* Task to carry out *
All lines in the material containing the word "prefix" need to be copied.

* Information *
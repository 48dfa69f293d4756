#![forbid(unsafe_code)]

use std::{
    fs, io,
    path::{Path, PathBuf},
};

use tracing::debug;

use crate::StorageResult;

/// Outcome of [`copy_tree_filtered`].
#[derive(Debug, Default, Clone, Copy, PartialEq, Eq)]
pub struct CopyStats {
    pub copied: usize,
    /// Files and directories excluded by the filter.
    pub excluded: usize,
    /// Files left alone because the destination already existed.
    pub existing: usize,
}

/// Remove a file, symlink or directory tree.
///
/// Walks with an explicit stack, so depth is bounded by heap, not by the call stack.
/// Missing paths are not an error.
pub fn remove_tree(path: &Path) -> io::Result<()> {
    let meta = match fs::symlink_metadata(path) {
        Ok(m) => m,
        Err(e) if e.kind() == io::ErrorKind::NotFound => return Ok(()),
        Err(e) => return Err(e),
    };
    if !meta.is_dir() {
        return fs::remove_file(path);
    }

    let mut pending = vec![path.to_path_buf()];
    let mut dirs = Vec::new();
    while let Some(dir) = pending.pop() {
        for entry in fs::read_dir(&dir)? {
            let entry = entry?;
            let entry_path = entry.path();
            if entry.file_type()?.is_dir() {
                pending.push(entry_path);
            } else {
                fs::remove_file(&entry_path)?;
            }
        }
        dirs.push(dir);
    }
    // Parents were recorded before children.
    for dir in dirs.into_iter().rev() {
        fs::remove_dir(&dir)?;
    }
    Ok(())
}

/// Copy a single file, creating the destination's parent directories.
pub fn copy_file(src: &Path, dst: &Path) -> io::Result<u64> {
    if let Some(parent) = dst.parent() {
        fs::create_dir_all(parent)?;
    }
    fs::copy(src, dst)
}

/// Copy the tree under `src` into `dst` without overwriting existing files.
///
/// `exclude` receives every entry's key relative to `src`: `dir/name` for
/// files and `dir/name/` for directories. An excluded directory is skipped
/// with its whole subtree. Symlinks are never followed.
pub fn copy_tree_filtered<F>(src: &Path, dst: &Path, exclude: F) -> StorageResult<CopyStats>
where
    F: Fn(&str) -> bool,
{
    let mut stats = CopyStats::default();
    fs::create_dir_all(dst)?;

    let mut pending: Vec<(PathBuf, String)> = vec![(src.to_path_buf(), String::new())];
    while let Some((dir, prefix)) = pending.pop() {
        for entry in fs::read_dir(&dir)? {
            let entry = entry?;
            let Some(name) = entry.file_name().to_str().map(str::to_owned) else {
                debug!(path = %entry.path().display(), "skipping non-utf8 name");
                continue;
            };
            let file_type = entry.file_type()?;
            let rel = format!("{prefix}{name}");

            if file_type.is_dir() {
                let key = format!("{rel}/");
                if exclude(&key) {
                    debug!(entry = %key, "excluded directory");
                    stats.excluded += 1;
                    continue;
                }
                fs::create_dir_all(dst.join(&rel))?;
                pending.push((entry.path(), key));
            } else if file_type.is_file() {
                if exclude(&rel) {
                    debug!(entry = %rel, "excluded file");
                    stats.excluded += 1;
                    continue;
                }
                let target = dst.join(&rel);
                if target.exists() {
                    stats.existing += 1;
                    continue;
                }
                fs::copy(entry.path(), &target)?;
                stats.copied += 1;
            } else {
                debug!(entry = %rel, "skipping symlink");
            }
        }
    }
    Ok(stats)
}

* Exercise output *
    while let Some((dir, prefix)) = pending.pop() {
            let rel = format!("{prefix}{name}");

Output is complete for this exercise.